**INSTRUCTIONS TO FOLLOW**
Could you write out the lines below exactly, beginning with the first and finishing with the one that contains "pub const KEY_SLOTS: usize = 128;"?
○ ○ ○ ○
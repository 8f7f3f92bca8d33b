//! Per-language layout tables.
//!
//! Each physical key slot (USB HID usage on the Keyboard page) maps to a
//! `LayoutEntry`: which locks it reacts to and the value it produces
//! unshifted, shifted and with Ctrl.  Slots `0x00..=0x64` are defined;
//! everything above is unmapped.

use crate::error::Error;
use crate::keyboard::escape::VirtualKey;

/// Number of addressable physical key slots.
pub const KEY_SLOTS: usize = 128;

/// A validated physical key identifier (`0..=127`).
#[derive(Clone, Copy, Debug, PartialEq, Eq, PartialOrd, Ord)]
#[cfg_attr(feature = "defmt", derive(defmt::Format))]
pub struct KeySlot(u8);

impl KeySlot {
    pub const F1: KeySlot = KeySlot(0x3A);
    pub const F2: KeySlot = KeySlot(0x3B);
    pub const F5: KeySlot = KeySlot(0x3E);
    pub const F6: KeySlot = KeySlot(0x3F);
    pub const F12: KeySlot = KeySlot(0x45);
    pub const CAPS_LOCK: KeySlot = KeySlot(0x39);
    pub const SCROLL_LOCK: KeySlot = KeySlot(0x47);
    pub const NUM_LOCK: KeySlot = KeySlot(0x53);

    pub const fn index(self) -> usize {
        self.0 as usize
    }

    pub const fn code(self) -> u8 {
        self.0
    }
}

impl TryFrom<u8> for KeySlot {
    type Error = Error;

    fn try_from(code: u8) -> Result<Self, Self::Error> {
        if (code as usize) < KEY_SLOTS {
            Ok(KeySlot(code))
        } else {
            Err(Error::KeycodeOutOfRange(code))
        }
    }
}

/// Keys the dispatch layer handles itself; they never produce output.
#[derive(Clone, Copy, Debug, PartialEq, Eq)]
#[cfg_attr(feature = "defmt", derive(defmt::Format))]
pub enum SystemKey {
    CapsLock,
    PrintScreen,
    ScrollLock,
    NumLock,
}

/// What a key produces in one column of the layout.
#[derive(Clone, Copy, Debug, PartialEq, Eq)]
#[cfg_attr(feature = "defmt", derive(defmt::Format))]
pub enum KeyValue {
    /// Nothing.
    None,
    /// A literal byte, pushed as-is.
    Char(u8),
    /// A non-printable key, expanded through the terminal's escape table.
    Virtual(VirtualKey),
    /// A lock or system key.
    System(SystemKey),
}

impl KeyValue {
    /// A literal byte, with `0` meaning "no output".
    pub const fn char(byte: u8) -> Self {
        if byte == 0 {
            KeyValue::None
        } else {
            KeyValue::Char(byte)
        }
    }
}

/// Per-key flags from the layout table.
#[derive(Clone, Copy, Debug, Default, PartialEq, Eq)]
#[cfg_attr(feature = "defmt", derive(defmt::Format))]
pub struct LockFlags(u8);

impl LockFlags {
    pub const NONE: LockFlags = LockFlags(0);
    /// A letter key (Caps Lock sensitive on a real terminal keyboard).
    pub const CAPS: LockFlags = LockFlags(0x01);
    /// Ctrl derives a control code from the base character.
    pub const CTRL: LockFlags = LockFlags(0x08);

    pub const fn union(self, other: LockFlags) -> LockFlags {
        LockFlags(self.0 | other.0)
    }

    pub const fn contains(self, other: LockFlags) -> bool {
        self.0 & other.0 == other.0
    }
}

/// One row of a layout table.
#[derive(Clone, Copy, Debug, PartialEq, Eq)]
#[cfg_attr(feature = "defmt", derive(defmt::Format))]
pub struct LayoutEntry {
    pub flags: LockFlags,
    pub base: KeyValue,
    pub shifted: KeyValue,
    pub ctrl: KeyValue,
}

impl LayoutEntry {
    pub const UNMAPPED: LayoutEntry = LayoutEntry {
        flags: LockFlags::NONE,
        base: KeyValue::None,
        shifted: KeyValue::None,
        ctrl: KeyValue::None,
    };

    pub fn is_unmapped(&self) -> bool {
        *self == Self::UNMAPPED
    }
}

/// Keyboard language, selecting the layout table.
#[derive(Clone, Copy, Debug, Default, PartialEq, Eq)]
#[cfg_attr(feature = "defmt", derive(defmt::Format))]
pub enum Language {
    #[default]
    English,
    French,
}

impl Language {
    pub fn table(self) -> &'static [LayoutEntry] {
        match self {
            Language::English => &EN_US,
            Language::French => &FR_FR,
        }
    }

    /// Layout row for `slot`; slots past the table are unmapped.
    pub fn entry(self, slot: KeySlot) -> LayoutEntry {
        self.table()
            .get(slot.index())
            .copied()
            .unwrap_or(LayoutEntry::UNMAPPED)
    }
}

// Table builders

const CAPS_CTRL: LockFlags = LockFlags::CAPS.union(LockFlags::CTRL);

const fn c(byte: u8) -> KeyValue {
    KeyValue::char(byte)
}

const fn v(key: VirtualKey) -> KeyValue {
    KeyValue::Virtual(key)
}

const fn s(key: SystemKey) -> KeyValue {
    KeyValue::System(key)
}

const fn entry(flags: LockFlags, base: KeyValue, shifted: KeyValue, ctrl: KeyValue) -> LayoutEntry {
    LayoutEntry {
        flags,
        base,
        shifted,
        ctrl,
    }
}

/// Letter key: Caps Lock and Ctrl aware.
const fn letter(base: u8, shifted: u8, ctrl: u8) -> LayoutEntry {
    entry(CAPS_CTRL, c(base), c(shifted), c(ctrl))
}

/// Printable key with an optional AltGr/Ctrl column.
const fn key(base: u8, shifted: u8, ctrl: u8) -> LayoutEntry {
    entry(LockFlags::NONE, c(base), c(shifted), c(ctrl))
}

/// Same value in every column.
const fn all(value: KeyValue) -> LayoutEntry {
    entry(LockFlags::NONE, value, value, value)
}

/// Keypad key: digit in the base column, navigation when shifted or locked.
const fn pad(digit: u8, nav: KeyValue) -> LayoutEntry {
    entry(LockFlags::NONE, c(digit), nav, nav)
}

const UNMAPPED: LayoutEntry = LayoutEntry::UNMAPPED;

// Keys shared by both layouts (0x28..=0x2c and 0x39..=0x63).

const ENTER: LayoutEntry = all(v(VirtualKey::Enter));
const ESCAPE: LayoutEntry = all(c(0x1B));
const BACKSPACE: LayoutEntry = all(c(0x08));
const TAB: LayoutEntry = all(c(0x09));
const SPACE: LayoutEntry = key(b' ', b' ', 0);

const F_KEYS: [LayoutEntry; 12] = [
    all(v(VirtualKey::F1)),
    all(v(VirtualKey::F2)),
    all(v(VirtualKey::F3)),
    all(v(VirtualKey::F4)),
    all(v(VirtualKey::F5)),
    all(v(VirtualKey::F6)),
    all(v(VirtualKey::F7)),
    all(v(VirtualKey::F8)),
    all(v(VirtualKey::F9)),
    all(v(VirtualKey::F10)),
    all(v(VirtualKey::F11)),
    all(v(VirtualKey::F12)),
];

/// US English (QWERTY).
static EN_US: [LayoutEntry; 0x65] = [
    UNMAPPED,                   // 0x00
    UNMAPPED,                   // 0x01
    UNMAPPED,                   // 0x02
    UNMAPPED,                   // 0x03
    letter(b'a', b'A', 0x01),   // 0x04
    letter(b'b', b'B', 0x02),   // 0x05
    letter(b'c', b'C', 0x03),   // 0x06
    letter(b'd', b'D', 0x04),   // 0x07
    letter(b'e', b'E', 0x05),   // 0x08
    letter(b'f', b'F', 0x06),   // 0x09
    letter(b'g', b'G', 0x07),   // 0x0a
    letter(b'h', b'H', 0x08),   // 0x0b
    letter(b'i', b'I', 0x09),   // 0x0c
    letter(b'j', b'J', 0x0A),   // 0x0d
    letter(b'k', b'K', 0x0B),   // 0x0e
    letter(b'l', b'L', 0x0C),   // 0x0f
    letter(b'm', b'M', 0x0D),   // 0x10
    letter(b'n', b'N', 0x0E),   // 0x11
    letter(b'o', b'O', 0x0F),   // 0x12
    letter(b'p', b'P', 0x10),   // 0x13
    letter(b'q', b'Q', 0x11),   // 0x14
    letter(b'r', b'R', 0x12),   // 0x15
    letter(b's', b'S', 0x13),   // 0x16
    letter(b't', b'T', 0x14),   // 0x17
    letter(b'u', b'U', 0x15),   // 0x18
    letter(b'v', b'V', 0x16),   // 0x19
    letter(b'w', b'W', 0x17),   // 0x1a
    letter(b'x', b'X', 0x18),   // 0x1b
    letter(b'y', b'Y', 0x19),   // 0x1c
    letter(b'z', b'Z', 0x1A),   // 0x1d
    key(b'1', b'!', 0),         // 0x1e
    key(b'2', b'@', 0),         // 0x1f
    key(b'3', b'#', 0),         // 0x20
    key(b'4', b'$', 0),         // 0x21
    key(b'5', b'%', 0),         // 0x22
    key(b'6', b'^', 0),         // 0x23
    key(b'7', b'&', 0),         // 0x24
    key(b'8', b'*', 0),         // 0x25
    key(b'9', b'(', 0),         // 0x26
    key(b'0', b')', 0),         // 0x27
    ENTER,                      // 0x28
    ESCAPE,                     // 0x29
    BACKSPACE,                  // 0x2a
    TAB,                        // 0x2b
    SPACE,                      // 0x2c
    key(b'-', b'_', 0),         // 0x2d
    key(b'=', b'+', 0),         // 0x2e
    key(b'[', b'{', 0),         // 0x2f
    key(b']', b'}', 0),         // 0x30
    key(b'\\', b'|', 0),        // 0x31
    key(b'#', b'~', 0),         // 0x32 non-US hash
    key(b';', b':', 0),         // 0x33
    key(b'\'', b'"', 0),        // 0x34
    key(b'`', b'~', 0),         // 0x35
    key(b',', b'<', 0),         // 0x36
    key(b'.', b'>', 0),         // 0x37
    key(b'/', b'?', 0),         // 0x38
    all(s(SystemKey::CapsLock)),    // 0x39
    F_KEYS[0],                  // 0x3a
    F_KEYS[1],                  // 0x3b
    F_KEYS[2],                  // 0x3c
    F_KEYS[3],                  // 0x3d
    F_KEYS[4],                  // 0x3e
    F_KEYS[5],                  // 0x3f
    F_KEYS[6],                  // 0x40
    F_KEYS[7],                  // 0x41
    F_KEYS[8],                  // 0x42
    F_KEYS[9],                  // 0x43
    F_KEYS[10],                 // 0x44
    F_KEYS[11],                 // 0x45
    all(s(SystemKey::PrintScreen)), // 0x46
    all(s(SystemKey::ScrollLock)),  // 0x47
    all(v(VirtualKey::Pause)),      // 0x48
    all(v(VirtualKey::Insert)),     // 0x49
    all(v(VirtualKey::Home)),       // 0x4a
    all(v(VirtualKey::PageUp)),     // 0x4b
    all(v(VirtualKey::Delete)),     // 0x4c
    all(v(VirtualKey::End)),        // 0x4d
    all(v(VirtualKey::PageDown)),   // 0x4e
    all(v(VirtualKey::Right)),      // 0x4f
    all(v(VirtualKey::Left)),       // 0x50
    all(v(VirtualKey::Down)),       // 0x51
    all(v(VirtualKey::Up)),         // 0x52
    all(s(SystemKey::NumLock)),     // 0x53
    key(b'/', b'/', 0),         // 0x54 keypad
    key(b'*', b'*', 0),         // 0x55
    key(b'-', b'-', 0),         // 0x56
    key(b'+', b'+', 0),         // 0x57
    ENTER,                      // 0x58
    pad(b'1', v(VirtualKey::End)),      // 0x59
    pad(b'2', v(VirtualKey::Down)),     // 0x5a
    pad(b'3', v(VirtualKey::PageDown)), // 0x5b
    pad(b'4', v(VirtualKey::Left)),     // 0x5c
    entry(LockFlags::NONE, c(b'5'), c(b'5'), KeyValue::None), // 0x5d
    pad(b'6', v(VirtualKey::Right)),    // 0x5e
    pad(b'7', v(VirtualKey::Home)),     // 0x5f
    pad(b'8', v(VirtualKey::Up)),       // 0x60
    pad(b'9', v(VirtualKey::PageUp)),   // 0x61
    pad(b'0', v(VirtualKey::Insert)),   // 0x62
    pad(b'.', v(VirtualKey::Delete)),   // 0x63
    entry(LockFlags::NONE, c(b'='), c(b'='), KeyValue::None), // 0x64
];

/// French (AZERTY), Latin-1 bytes for accented characters.
static FR_FR: [LayoutEntry; 0x65] = [
    UNMAPPED,                   // 0x00
    UNMAPPED,                   // 0x01
    UNMAPPED,                   // 0x02
    UNMAPPED,                   // 0x03
    letter(b'q', b'Q', 0x11),   // 0x04
    letter(b'b', b'B', 0x02),   // 0x05
    letter(b'c', b'C', 0x03),   // 0x06
    letter(b'd', b'D', 0x04),   // 0x07
    letter(b'e', b'E', 0x05),   // 0x08
    letter(b'f', b'F', 0x06),   // 0x09
    letter(b'g', b'G', 0x07),   // 0x0a
    letter(b'h', b'H', 0x08),   // 0x0b
    letter(b'i', b'I', 0x09),   // 0x0c
    letter(b'j', b'J', 0x0A),   // 0x0d
    letter(b'k', b'K', 0x0B),   // 0x0e
    letter(b'l', b'L', 0x0C),   // 0x0f
    letter(b',', b'?', 0),      // 0x10
    letter(b'n', b'N', 0x0E),   // 0x11
    letter(b'o', b'O', 0x0F),   // 0x12
    letter(b'p', b'P', 0x10),   // 0x13
    letter(b'a', b'A', 0x01),   // 0x14
    letter(b'r', b'R', 0x12),   // 0x15
    letter(b's', b'S', 0x13),   // 0x16
    letter(b't', b'T', 0x14),   // 0x17
    letter(b'u', b'U', 0x15),   // 0x18
    letter(b'v', b'V', 0x16),   // 0x19
    letter(b'z', b'Z', 0x1A),   // 0x1a
    letter(b'x', b'X', 0x18),   // 0x1b
    letter(b'y', b'Y', 0x19),   // 0x1c
    letter(b'w', b'W', 0x17),   // 0x1d
    key(b'&', b'1', 0),         // 0x1e
    key(0xE9, b'2', b'~'),      // 0x1f é
    key(b'"', b'3', b'#'),      // 0x20
    key(b'\'', b'4', b'{'),     // 0x21
    key(b'(', b'5', b'['),      // 0x22
    key(b'-', b'6', b'|'),      // 0x23
    key(0xE8, b'7', b'`'),      // 0x24 è
    key(b'_', b'8', b'\\'),     // 0x25
    key(0xE7, b'9', b'^'),      // 0x26 ç
    key(0xE0, b'0', b'@'),      // 0x27 à
    ENTER,                      // 0x28
    ESCAPE,                     // 0x29
    BACKSPACE,                  // 0x2a
    TAB,                        // 0x2b
    SPACE,                      // 0x2c
    key(b')', 0xB0, b']'),      // 0x2d °
    key(b'=', b'+', b'}'),      // 0x2e
    key(b'^', 0xA8, 0),         // 0x2f ¨
    key(b'$', 0xA3, 0xA4),      // 0x30 £ ¤
    key(b'*', 0xB5, 0),         // 0x31 µ
    key(b'#', b'~', 0),         // 0x32
    key(b'm', b'M', 0),         // 0x33
    key(0xF9, b'%', 0),         // 0x34 ù
    key(0xB2, 0, 0),            // 0x35 ²
    key(b';', b'.', 0),         // 0x36
    key(b':', b'/', 0),         // 0x37
    key(b'!', 0xA7, 0),         // 0x38 §
    entry(LockFlags::NONE, s(SystemKey::CapsLock), s(SystemKey::CapsLock), KeyValue::None), // 0x39
    F_KEYS[0],                  // 0x3a
    F_KEYS[1],                  // 0x3b
    F_KEYS[2],                  // 0x3c
    F_KEYS[3],                  // 0x3d
    F_KEYS[4],                  // 0x3e
    F_KEYS[5],                  // 0x3f
    F_KEYS[6],                  // 0x40
    F_KEYS[7],                  // 0x41
    F_KEYS[8],                  // 0x42
    F_KEYS[9],                  // 0x43
    F_KEYS[10],                 // 0x44
    F_KEYS[11],                 // 0x45
    all(s(SystemKey::PrintScreen)), // 0x46
    all(s(SystemKey::ScrollLock)),  // 0x47
    all(v(VirtualKey::Pause)),      // 0x48
    all(v(VirtualKey::Insert)),     // 0x49
    all(v(VirtualKey::Home)),       // 0x4a
    all(v(VirtualKey::PageUp)),     // 0x4b
    all(v(VirtualKey::Delete)),     // 0x4c
    all(v(VirtualKey::End)),        // 0x4d
    all(v(VirtualKey::PageDown)),   // 0x4e
    all(v(VirtualKey::Right)),      // 0x4f
    all(v(VirtualKey::Left)),       // 0x50
    all(v(VirtualKey::Down)),       // 0x51
    all(v(VirtualKey::Up)),         // 0x52
    all(s(SystemKey::NumLock)),     // 0x53
    key(b'/', b'/', 0),         // 0x54 keypad
    key(b'*', b'*', 0),         // 0x55
    key(b'-', b'-', 0),         // 0x56
    key(b'+', b'+', 0),         // 0x57
    ENTER,                      // 0x58
    pad(b'1', v(VirtualKey::End)),      // 0x59
    pad(b'2', v(VirtualKey::Down)),     // 0x5a
    pad(b'3', v(VirtualKey::PageDown)), // 0x5b
    pad(b'4', v(VirtualKey::Left)),     // 0x5c
    entry(LockFlags::NONE, c(b'5'), c(b'5'), KeyValue::None), // 0x5d
    pad(b'6', v(VirtualKey::Right)),    // 0x5e
    pad(b'7', v(VirtualKey::Home)),     // 0x5f
    pad(b'8', v(VirtualKey::Up)),       // 0x60
    pad(b'9', v(VirtualKey::PageUp)),   // 0x61
    pad(b'0', v(VirtualKey::Insert)),   // 0x62
    pad(b'.', v(VirtualKey::Delete)),   // 0x63
    entry(LockFlags::NONE, c(b'<'), c(b'>'), KeyValue::None), // 0x64 non-US backslash
];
○ ○ ○ ○
**TASK RESPONSE**
repository 8f7f3f92bca8d33b
//! Per-language layout tables.
//!
//! Each physical key slot (USB HID usage on the Keyboard page) maps to a
//! `LayoutEntry`: which locks it reacts to and the value it produces
//! unshifted, shifted and with Ctrl.  Slots `0x00..=0x64` are defined;
//! everything above is unmapped.

use crate::error::Error;
use crate::keyboard::escape::VirtualKey;

/// Number of addressable physical key slots.
pub const KEY_SLOTS: usize = 128;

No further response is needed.